ACTION ITEM
Return the run of lines below that opens with the line containing "filename src/routes/auth.rs" and closes with the line containing "let cookie = tokens.create_cookie(&self.sid)?;", keeping each one exact.

MATERIAL SUPPLIED
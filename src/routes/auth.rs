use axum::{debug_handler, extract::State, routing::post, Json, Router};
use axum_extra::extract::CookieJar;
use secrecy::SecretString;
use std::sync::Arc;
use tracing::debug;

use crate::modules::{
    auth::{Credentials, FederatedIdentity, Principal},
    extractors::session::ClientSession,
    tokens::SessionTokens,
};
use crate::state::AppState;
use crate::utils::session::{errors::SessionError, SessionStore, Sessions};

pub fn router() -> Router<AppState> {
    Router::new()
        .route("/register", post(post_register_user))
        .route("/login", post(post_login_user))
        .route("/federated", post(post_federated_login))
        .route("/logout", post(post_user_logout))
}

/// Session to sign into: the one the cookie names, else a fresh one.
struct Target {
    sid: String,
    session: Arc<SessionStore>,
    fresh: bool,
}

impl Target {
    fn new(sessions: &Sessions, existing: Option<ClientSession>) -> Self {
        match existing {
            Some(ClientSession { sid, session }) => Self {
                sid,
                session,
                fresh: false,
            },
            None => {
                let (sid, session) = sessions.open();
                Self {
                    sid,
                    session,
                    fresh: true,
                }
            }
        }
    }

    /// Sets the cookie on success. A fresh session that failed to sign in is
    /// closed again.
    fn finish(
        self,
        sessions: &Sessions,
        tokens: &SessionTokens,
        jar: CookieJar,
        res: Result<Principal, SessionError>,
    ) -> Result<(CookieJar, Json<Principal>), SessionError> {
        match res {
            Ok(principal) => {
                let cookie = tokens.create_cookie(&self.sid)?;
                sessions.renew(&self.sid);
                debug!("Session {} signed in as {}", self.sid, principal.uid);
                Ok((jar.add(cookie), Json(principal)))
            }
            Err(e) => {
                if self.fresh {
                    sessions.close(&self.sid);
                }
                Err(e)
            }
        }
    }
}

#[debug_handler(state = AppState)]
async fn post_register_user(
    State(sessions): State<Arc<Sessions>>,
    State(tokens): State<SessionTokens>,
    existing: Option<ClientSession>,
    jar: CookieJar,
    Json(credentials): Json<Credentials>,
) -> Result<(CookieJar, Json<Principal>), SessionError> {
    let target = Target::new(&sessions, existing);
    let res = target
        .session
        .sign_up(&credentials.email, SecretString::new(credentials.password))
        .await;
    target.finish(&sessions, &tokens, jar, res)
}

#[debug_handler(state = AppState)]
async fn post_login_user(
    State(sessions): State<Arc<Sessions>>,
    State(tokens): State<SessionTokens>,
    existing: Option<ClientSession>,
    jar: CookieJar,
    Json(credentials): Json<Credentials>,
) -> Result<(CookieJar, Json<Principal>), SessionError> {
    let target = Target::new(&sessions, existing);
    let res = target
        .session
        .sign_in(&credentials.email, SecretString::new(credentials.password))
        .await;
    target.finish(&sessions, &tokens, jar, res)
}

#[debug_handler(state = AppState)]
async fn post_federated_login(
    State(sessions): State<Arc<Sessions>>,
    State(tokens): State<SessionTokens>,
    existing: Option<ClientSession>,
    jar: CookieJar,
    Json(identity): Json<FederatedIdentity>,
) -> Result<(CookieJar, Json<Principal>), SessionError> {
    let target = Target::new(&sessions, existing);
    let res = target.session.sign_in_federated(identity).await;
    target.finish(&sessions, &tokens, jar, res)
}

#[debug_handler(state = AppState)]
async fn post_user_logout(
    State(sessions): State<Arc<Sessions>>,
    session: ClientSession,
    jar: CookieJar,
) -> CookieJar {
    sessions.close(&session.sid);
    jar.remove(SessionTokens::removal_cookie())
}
...
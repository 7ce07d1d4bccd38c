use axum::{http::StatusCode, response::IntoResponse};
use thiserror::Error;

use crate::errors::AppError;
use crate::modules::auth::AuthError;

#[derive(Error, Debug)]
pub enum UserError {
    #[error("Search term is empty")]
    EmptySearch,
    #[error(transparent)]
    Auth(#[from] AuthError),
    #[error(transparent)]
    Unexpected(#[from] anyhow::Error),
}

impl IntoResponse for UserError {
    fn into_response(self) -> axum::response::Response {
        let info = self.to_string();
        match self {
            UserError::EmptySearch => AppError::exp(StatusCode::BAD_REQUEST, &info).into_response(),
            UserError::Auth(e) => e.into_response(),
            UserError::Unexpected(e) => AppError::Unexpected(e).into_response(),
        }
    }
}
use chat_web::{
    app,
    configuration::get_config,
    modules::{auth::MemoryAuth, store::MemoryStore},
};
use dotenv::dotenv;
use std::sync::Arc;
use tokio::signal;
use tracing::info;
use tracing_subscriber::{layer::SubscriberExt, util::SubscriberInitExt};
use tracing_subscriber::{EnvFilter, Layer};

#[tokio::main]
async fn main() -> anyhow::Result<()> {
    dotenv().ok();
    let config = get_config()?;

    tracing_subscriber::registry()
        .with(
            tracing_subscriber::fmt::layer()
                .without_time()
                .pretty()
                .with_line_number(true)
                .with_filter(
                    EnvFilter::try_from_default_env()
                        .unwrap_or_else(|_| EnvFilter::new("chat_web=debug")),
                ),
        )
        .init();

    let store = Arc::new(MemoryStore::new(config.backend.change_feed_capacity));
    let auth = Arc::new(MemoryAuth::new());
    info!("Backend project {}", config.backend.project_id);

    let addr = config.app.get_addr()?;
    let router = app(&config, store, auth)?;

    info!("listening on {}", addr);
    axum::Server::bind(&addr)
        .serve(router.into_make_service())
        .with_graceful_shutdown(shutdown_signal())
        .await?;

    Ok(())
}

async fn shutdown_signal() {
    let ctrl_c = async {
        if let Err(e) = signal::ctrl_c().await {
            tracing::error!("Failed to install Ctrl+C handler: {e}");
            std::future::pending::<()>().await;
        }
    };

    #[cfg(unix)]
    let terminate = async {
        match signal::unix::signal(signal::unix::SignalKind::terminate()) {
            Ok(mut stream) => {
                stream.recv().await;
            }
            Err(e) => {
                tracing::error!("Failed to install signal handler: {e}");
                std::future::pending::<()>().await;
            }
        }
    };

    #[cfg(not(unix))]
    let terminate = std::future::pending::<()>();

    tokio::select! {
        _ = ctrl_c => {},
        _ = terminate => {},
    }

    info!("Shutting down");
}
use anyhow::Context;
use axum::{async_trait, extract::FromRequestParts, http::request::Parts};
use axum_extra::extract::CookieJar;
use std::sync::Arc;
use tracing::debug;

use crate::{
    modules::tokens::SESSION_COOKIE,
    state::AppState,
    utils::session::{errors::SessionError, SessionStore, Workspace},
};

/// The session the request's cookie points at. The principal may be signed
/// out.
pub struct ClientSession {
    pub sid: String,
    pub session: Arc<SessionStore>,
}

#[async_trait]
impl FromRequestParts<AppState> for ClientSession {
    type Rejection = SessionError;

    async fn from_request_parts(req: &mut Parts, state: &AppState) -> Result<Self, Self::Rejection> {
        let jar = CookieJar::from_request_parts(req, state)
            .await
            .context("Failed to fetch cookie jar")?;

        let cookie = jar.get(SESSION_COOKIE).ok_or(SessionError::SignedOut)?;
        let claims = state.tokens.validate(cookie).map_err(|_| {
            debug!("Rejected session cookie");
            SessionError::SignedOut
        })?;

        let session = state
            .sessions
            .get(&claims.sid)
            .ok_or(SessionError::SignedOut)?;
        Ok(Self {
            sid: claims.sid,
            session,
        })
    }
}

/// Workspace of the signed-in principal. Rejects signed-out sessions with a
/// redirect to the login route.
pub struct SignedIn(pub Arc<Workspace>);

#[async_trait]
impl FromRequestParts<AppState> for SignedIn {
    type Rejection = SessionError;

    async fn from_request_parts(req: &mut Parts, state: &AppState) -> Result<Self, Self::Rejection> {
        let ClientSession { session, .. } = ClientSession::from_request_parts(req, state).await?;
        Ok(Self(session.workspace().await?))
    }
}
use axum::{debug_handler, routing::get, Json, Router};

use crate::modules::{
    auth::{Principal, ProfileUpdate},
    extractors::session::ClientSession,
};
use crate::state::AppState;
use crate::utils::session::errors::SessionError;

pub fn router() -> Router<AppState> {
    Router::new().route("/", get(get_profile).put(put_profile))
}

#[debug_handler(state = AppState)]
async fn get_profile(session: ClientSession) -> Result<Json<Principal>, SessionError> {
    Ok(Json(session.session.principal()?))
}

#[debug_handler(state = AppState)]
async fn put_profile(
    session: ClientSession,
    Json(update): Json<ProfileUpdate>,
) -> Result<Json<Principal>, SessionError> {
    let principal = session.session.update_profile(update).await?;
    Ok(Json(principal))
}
...
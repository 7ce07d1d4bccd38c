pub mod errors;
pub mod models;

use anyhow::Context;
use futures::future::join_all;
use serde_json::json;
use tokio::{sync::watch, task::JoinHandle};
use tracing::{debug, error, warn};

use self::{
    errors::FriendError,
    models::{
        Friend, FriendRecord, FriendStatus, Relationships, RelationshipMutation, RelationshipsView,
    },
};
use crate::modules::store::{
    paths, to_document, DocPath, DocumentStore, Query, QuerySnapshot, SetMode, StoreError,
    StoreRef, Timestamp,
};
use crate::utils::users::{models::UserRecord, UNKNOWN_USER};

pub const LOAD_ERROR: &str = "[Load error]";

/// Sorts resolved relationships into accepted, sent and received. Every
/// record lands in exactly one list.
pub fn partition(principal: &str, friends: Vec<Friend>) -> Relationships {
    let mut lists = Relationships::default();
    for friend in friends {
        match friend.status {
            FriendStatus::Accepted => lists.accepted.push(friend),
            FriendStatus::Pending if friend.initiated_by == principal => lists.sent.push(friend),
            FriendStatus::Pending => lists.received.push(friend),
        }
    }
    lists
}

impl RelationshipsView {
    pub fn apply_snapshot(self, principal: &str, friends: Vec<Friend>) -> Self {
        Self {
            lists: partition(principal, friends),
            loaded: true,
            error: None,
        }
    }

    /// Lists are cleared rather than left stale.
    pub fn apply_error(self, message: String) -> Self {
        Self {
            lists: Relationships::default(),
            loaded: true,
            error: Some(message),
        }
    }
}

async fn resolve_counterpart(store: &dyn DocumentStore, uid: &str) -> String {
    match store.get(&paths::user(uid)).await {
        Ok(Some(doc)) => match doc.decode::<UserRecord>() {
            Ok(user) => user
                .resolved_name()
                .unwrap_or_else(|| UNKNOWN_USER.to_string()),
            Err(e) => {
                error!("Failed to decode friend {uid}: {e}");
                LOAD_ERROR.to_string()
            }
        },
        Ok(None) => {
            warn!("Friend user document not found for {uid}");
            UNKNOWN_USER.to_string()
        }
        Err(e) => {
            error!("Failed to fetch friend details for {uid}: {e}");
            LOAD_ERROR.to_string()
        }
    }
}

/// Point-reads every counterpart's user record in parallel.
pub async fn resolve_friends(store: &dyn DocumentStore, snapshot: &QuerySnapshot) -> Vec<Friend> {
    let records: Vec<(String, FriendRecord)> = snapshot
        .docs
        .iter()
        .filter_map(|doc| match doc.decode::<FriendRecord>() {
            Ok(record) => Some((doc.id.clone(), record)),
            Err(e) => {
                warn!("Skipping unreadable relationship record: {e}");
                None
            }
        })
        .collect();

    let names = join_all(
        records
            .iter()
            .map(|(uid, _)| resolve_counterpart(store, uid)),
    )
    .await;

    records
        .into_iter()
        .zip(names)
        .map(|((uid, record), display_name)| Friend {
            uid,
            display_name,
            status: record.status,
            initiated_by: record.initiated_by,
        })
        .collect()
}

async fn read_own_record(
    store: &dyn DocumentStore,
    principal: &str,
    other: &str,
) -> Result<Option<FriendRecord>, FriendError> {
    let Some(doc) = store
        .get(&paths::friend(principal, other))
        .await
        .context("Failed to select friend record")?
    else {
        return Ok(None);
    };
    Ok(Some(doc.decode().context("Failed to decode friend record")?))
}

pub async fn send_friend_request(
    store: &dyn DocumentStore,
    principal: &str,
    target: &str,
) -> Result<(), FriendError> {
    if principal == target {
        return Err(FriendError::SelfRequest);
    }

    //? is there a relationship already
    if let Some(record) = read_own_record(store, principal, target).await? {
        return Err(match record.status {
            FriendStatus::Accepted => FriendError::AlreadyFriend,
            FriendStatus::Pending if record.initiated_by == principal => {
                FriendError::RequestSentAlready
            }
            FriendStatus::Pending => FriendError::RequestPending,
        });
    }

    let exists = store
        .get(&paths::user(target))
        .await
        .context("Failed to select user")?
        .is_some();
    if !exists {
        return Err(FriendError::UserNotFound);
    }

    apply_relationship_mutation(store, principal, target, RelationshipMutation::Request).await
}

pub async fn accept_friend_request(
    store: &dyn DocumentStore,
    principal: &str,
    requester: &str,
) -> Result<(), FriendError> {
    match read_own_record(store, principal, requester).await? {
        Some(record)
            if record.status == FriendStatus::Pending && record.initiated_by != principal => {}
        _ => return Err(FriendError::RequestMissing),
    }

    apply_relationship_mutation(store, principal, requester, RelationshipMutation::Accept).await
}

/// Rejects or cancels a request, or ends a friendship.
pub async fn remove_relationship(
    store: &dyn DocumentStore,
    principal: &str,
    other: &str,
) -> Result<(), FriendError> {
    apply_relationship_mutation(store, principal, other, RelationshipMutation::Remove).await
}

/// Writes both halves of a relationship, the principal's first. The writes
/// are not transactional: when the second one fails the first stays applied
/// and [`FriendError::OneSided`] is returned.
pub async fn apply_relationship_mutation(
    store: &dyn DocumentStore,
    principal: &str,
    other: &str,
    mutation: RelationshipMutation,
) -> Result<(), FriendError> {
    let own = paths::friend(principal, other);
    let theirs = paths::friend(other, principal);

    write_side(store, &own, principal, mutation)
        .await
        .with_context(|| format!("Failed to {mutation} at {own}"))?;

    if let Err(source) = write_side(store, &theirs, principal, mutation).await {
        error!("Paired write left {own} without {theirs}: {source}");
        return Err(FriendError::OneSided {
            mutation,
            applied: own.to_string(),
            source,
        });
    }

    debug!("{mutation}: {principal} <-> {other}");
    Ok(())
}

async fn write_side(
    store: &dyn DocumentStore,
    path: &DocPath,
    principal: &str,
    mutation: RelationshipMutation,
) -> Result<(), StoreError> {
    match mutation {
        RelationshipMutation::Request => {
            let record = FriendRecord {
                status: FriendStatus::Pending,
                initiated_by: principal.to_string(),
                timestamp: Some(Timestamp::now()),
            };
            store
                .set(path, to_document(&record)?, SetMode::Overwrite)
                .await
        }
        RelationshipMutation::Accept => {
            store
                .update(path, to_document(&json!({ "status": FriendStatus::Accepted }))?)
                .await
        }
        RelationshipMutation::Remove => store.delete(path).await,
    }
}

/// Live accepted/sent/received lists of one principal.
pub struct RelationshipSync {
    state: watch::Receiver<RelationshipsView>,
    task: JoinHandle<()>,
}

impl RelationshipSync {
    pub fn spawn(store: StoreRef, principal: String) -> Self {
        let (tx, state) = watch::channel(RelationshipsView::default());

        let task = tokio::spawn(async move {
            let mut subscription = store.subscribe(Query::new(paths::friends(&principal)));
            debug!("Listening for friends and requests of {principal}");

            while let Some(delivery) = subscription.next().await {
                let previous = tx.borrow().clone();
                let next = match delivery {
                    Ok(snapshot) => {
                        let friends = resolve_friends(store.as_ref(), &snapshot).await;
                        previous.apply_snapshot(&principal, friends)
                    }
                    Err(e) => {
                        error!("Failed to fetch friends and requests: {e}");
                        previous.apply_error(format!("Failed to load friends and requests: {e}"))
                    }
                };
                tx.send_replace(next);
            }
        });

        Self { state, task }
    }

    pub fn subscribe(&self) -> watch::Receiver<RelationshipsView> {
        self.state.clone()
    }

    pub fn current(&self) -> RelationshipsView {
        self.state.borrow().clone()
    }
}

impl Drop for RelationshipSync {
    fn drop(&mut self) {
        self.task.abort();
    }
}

ANSWER BELOW
filename src/routes/auth.rs
use axum::{debug_handler, extract::State, routing::post, Json, Router};
use axum_extra::extract::CookieJar;
use secrecy::SecretString;
use std::sync::Arc;
use tracing::debug;

use crate::modules::{
    auth::{Credentials, FederatedIdentity, Principal},
    extractors::session::ClientSession,
    tokens::SessionTokens,
};
use crate::state::AppState;
use crate::utils::session::{errors::SessionError, SessionStore, Sessions};

pub fn router() -> Router<AppState> {
    Router::new()
        .route("/register", post(post_register_user))
        .route("/login", post(post_login_user))
        .route("/federated", post(post_federated_login))
        .route("/logout", post(post_user_logout))
}

/// Session to sign into: the one the cookie names, else a fresh one.
struct Target {
    sid: String,
    session: Arc<SessionStore>,
    fresh: bool,
}

impl Target {
    fn new(sessions: &Sessions, existing: Option<ClientSession>) -> Self {
        match existing {
            Some(ClientSession { sid, session }) => Self {
                sid,
                session,
                fresh: false,
            },
            None => {
                let (sid, session) = sessions.open();
                Self {
                    sid,
                    session,
                    fresh: true,
                }
            }
        }
    }

    /// Sets the cookie on success. A fresh session that failed to sign in is
    /// closed again.
    fn finish(
        self,
        sessions: &Sessions,
        tokens: &SessionTokens,
        jar: CookieJar,
        res: Result<Principal, SessionError>,
    ) -> Result<(CookieJar, Json<Principal>), SessionError> {
        match res {
            Ok(principal) => {
                let cookie = tokens.create_cookie(&self.sid)?;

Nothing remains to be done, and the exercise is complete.